Encased within beautifully constructed rimu ducts and conduits the network of conveyor belts, complete with ingenious metal scoops attached to the belts, lift the raw wheat to the top of the four-storey mill building where it begins its journey of refinement through a number of physical processes that eventually transform the unpromising looking raw material into fine flour.

“The conveyor belts are central to moving the raw material around the mill. And recently the volunteers had to isolate and fix what had become the equivalent of a very complex, and potentially disastrous paper jam,” says Marise Martin, the Property Lead of Clark’s Mill and Totara Estate.

“The repair was never in doubt – though it only served to highlight once again our volunteers’ expertise and importance in keeping things running.”

Clark’s Mill provides one of the most extraordinary live heritage experiences in the country according to Marise.

“What we have is a beautifully crafted, ingenious working factory designed to mill flour on a truly industrial scale,” she says.

“The machinery associated with it – some of which dates back to the beginnings of the mill in the 1860s – is complex. Very complex. And yet this remarkable network of technology from another era continues to function and fascinate visitors even today.”

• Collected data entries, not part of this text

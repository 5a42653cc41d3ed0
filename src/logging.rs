use tracing_subscriber::{EnvFilter, layer::SubscriberExt, util::SubscriberInitExt};

/// Dependencies that are far too chatty below `warn`.
const QUIET_TARGETS: &[&str] = &["hyper", "hyper_util", "reqwest", "rustls", "sqlx", "h2"];

/// Level directive for the number of `-v` flags, falling back to the configured level.
pub fn level_for(verbose: u8, configured: &str) -> String {
    match verbose {
        0 => configured.to_string(),
        1 => "info".to_string(),
        _ => "debug".to_string(),
    }
}

pub fn filter_directive(level: &str) -> String {
    let mut directive = level.to_string();
    for target in QUIET_TARGETS {
        directive.push_str(&format!(",{target}=warn"));
    }
    directive
}

/// Install the global subscriber. `RUST_LOG` takes precedence over `level`.
pub fn init_tracing(level: &str) {
    let env_filter = EnvFilter::try_from_default_env()
        .unwrap_or_else(|_| EnvFilter::new(filter_directive(level)));
    let _ = tracing_subscriber::registry()
        .with(env_filter)
        .with(
            tracing_subscriber::fmt::layer()
                .with_level(true)
                .with_target(false),
        )
        .try_init();
}
pub mod clip;
pub mod twitch;
pub mod video;
pub mod youtube;

pub use clip::Clip;
pub use video::{PrivacyStatus, VideoMetadata};
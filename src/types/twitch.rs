use serde::{Deserialize, Serialize};

/// Paginated Helix envelope: `{"data": [...], "pagination": {"cursor": "..."}}`.
#[derive(Debug, Clone, Deserialize)]
pub struct HelixPage<T> {
    pub data: Vec<T>,
    #[serde(default)]
    pub pagination: Pagination,
}

#[derive(Debug, Clone, Default, Deserialize)]
pub struct Pagination {
    #[serde(default)]
    pub cursor: Option<String>,
}

impl<T> HelixPage<T> {
    /// Cursor of the next page, if Twitch returned a usable one.
    pub fn next_cursor(&self) -> Option<&str> {
        self.pagination.cursor.as_deref().filter(|c| !c.is_empty())
    }
}

#[derive(Debug, Clone, PartialEq, Serialize, Deserialize)]
pub struct Game {
    pub id: String,
    pub name: String,
    #[serde(default)]
    pub box_art_url: String,
    #[serde(default)]
    pub igdb_id: String,
    #[serde(default, skip_serializing_if = "Option::is_none")]
    pub igdb_url: Option<String>,
}

impl Game {
    pub fn with_igdb_url(mut self) -> Self {
        if !self.igdb_id.is_empty() {
            self.igdb_url = Some(format!("https://www.igdb.com/g/{}", self.igdb_id));
        }
        self
    }
}
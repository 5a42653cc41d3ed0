//! One-shot HTTP listener receiving the OAuth redirect of the consent page.

use crate::error::CompyleError;
use axum::{
    Router,
    extract::{Query, State},
    response::{Html, IntoResponse, Response},
    routing::get,
};
use serde::Deserialize;
use std::sync::{Arc, Mutex};
use std::time::Duration;
use subtle::ConstantTimeEq;
use tokio::net::TcpListener;
use tokio::sync::oneshot;
use tracing::{info, warn};
use url::Url;

const SUCCESS_PAGE: &str =
    "<html><body><h1>compyle is authorized</h1><p>You may close this window.</p></body></html>";

#[derive(Debug, Deserialize)]
pub struct AuthCallbackQuery {
    pub code: Option<String>,
    pub state: Option<String>,
    pub error: Option<String>,
}

type CodeSender = oneshot::Sender<Result<String, CompyleError>>;

#[derive(Clone)]
pub struct CallbackState {
    expected_state: Arc<str>,
    sender: Arc<Mutex<Option<CodeSender>>>,
}

impl CallbackState {
    pub fn new(expected_state: String) -> (Self, oneshot::Receiver<Result<String, CompyleError>>) {
        let (tx, rx) = oneshot::channel();
        let state = Self {
            expected_state: Arc::from(expected_state),
            sender: Arc::new(Mutex::new(Some(tx))),
        };
        (state, rx)
    }

    fn deliver(&self, outcome: Result<String, CompyleError>) {
        let sender = self.sender.lock().ok().and_then(|mut guard| guard.take());
        match sender {
            Some(tx) => {
                let _ = tx.send(outcome);
            }
            None => warn!("OAuth callback received after the flow completed"),
        }
    }
}

/// What a hit on the redirect path means for the waiting flow.
#[derive(Debug, PartialEq)]
enum Callback {
    Code(String),
    /// Google answered with `error=`; the flow cannot succeed anymore.
    Denied(String),
    /// Stale or forged request; the flow keeps waiting.
    Invalid(String),
}

fn check_callback(expected_state: &str, query: AuthCallbackQuery) -> Callback {
    let Some(state) = query.state else {
        return Callback::Invalid("missing `state` in callback".to_string());
    };
    if !bool::from(state.as_bytes().ct_eq(expected_state.as_bytes())) {
        return Callback::Invalid("CSRF token mismatch".to_string());
    }
    if let Some(error) = query.error {
        return Callback::Denied(format!("authorization denied: {error}"));
    }
    match query.code.filter(|c| !c.is_empty()) {
        Some(code) => Callback::Code(code),
        None => Callback::Invalid("missing `code` in callback".to_string()),
    }
}

/// GET <redirect path> -> hands the authorization code over to the waiting flow.
pub async fn google_oauth_callback(
    State(state): State<CallbackState>,
    Query(query): Query<AuthCallbackQuery>,
) -> Response {
    match check_callback(&state.expected_state, query) {
        Callback::Code(code) => {
            info!("OAuth callback received an authorization code");
            state.deliver(Ok(code));
            Html(SUCCESS_PAGE).into_response()
        }
        Callback::Denied(reason) => {
            state.deliver(Err(CompyleError::OauthFlow(reason.clone())));
            CompyleError::OauthFlow(reason).into_response()
        }
        Callback::Invalid(reason) => {
            warn!(reason = %reason, "ignoring OAuth callback");
            CompyleError::OauthFlow(reason).into_response()
        }
    }
}

pub fn callback_router(path: &str, state: CallbackState) -> Router {
    let path = if path.is_empty() { "/" } else { path };
    Router::new()
        .route(path, get(google_oauth_callback))
        .with_state(state)
}

/// Serve `redirect` until the consent page redirects back, then shut down.
pub async fn wait_for_code(redirect: &Url, expected_state: String) -> Result<String, CompyleError> {
    let host = redirect.host_str().unwrap_or("localhost").to_string();
    let port = redirect.port().unwrap_or(80);
    let listener = TcpListener::bind((host.as_str(), port)).await?;
    info!("OAuth callback listening on {}:{}", host, port);

    let (state, code_rx) = CallbackState::new(expected_state);
    let app = callback_router(redirect.path(), state);
    let (shutdown_tx, shutdown_rx) = oneshot::channel::<()>();
    let server = tokio::spawn(async move {
        axum::serve(listener, app)
            .with_graceful_shutdown(async {
                let _ = shutdown_rx.await;
            })
            .await
    });

    let outcome = tokio::select! {
        received = code_rx => received.unwrap_or_else(|_| {
            Err(CompyleError::OauthFlow("callback listener stopped".to_string()))
        }),
        _ = tokio::signal::ctrl_c() => {
            Err(CompyleError::OauthFlow("interrupted while waiting for consent".to_string()))
        }
    };

    let _ = shutdown_tx.send(());
    match tokio::time::timeout(Duration::from_secs(5), server).await {
        Ok(Ok(Err(e))) => warn!(error = %e, "OAuth callback listener failed"),
        Ok(Err(e)) => warn!(error = %e, "OAuth callback task panicked"),
        Err(_) => warn!("OAuth callback listener did not stop in time"),
        Ok(Ok(Ok(()))) => {}
    }
    outcome
}

#[cfg(test)]
mod tests {
    use super::*;

    fn query(code: Option<&str>, state: Option<&str>, error: Option<&str>) -> AuthCallbackQuery {
        AuthCallbackQuery {
            code: code.map(str::to_string),
            state: state.map(str::to_string),
            error: error.map(str::to_string),
        }
    }

    #[test]
    fn matching_state_yields_code() {
        assert_eq!(
            check_callback("csrf", query(Some("4/0Ab"), Some("csrf"), None)),
            Callback::Code("4/0Ab".to_string())
        );
    }

    #[test]
    fn invalid_callbacks_are_ignored() {
        assert_eq!(
            check_callback("csrf", query(Some("4/0Ab"), Some("other"), None)),
            Callback::Invalid("CSRF token mismatch".to_string())
        );
        assert!(matches!(
            check_callback("csrf", query(Some("4/0Ab"), None, None)),
            Callback::Invalid(_)
        ));
        assert!(matches!(
            check_callback("csrf", query(None, Some("csrf"), None)),
            Callback::Invalid(_)
        ));
        // A forged denial must not end the flow either.
        assert!(matches!(
            check_callback("csrf", query(None, Some("other"), Some("access_denied"))),
            Callback::Invalid(_)
        ));
    }

    #[test]
    fn denial_ends_the_flow() {
        assert_eq!(
            check_callback("csrf", query(None, Some("csrf"), Some("access_denied"))),
            Callback::Denied("authorization denied: access_denied".to_string())
        );
    }
}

Keeping the wheels turning and the conveyor belts moving requires commitment and expertise; something the team have in abundance.

“There is no instruction manual for maintaining and repairing a series of belt-driven machines and other plant dating back to the earliest years of the 20th Century, and even earlier in some instances,” she says.

“We are in awe of the technical skills of our volunteers – and thankful that once again, they’ve been able to keep the mill going.”

Clark’s Mill is always looking for people who might be interested in joining the volunteers according to Marise.

“There are a lot of people with a lot of skills out there – and so we always like to encourage those who might be interested in joining our volunteer team and ‘learning the ropes’ to get in touch,” she says.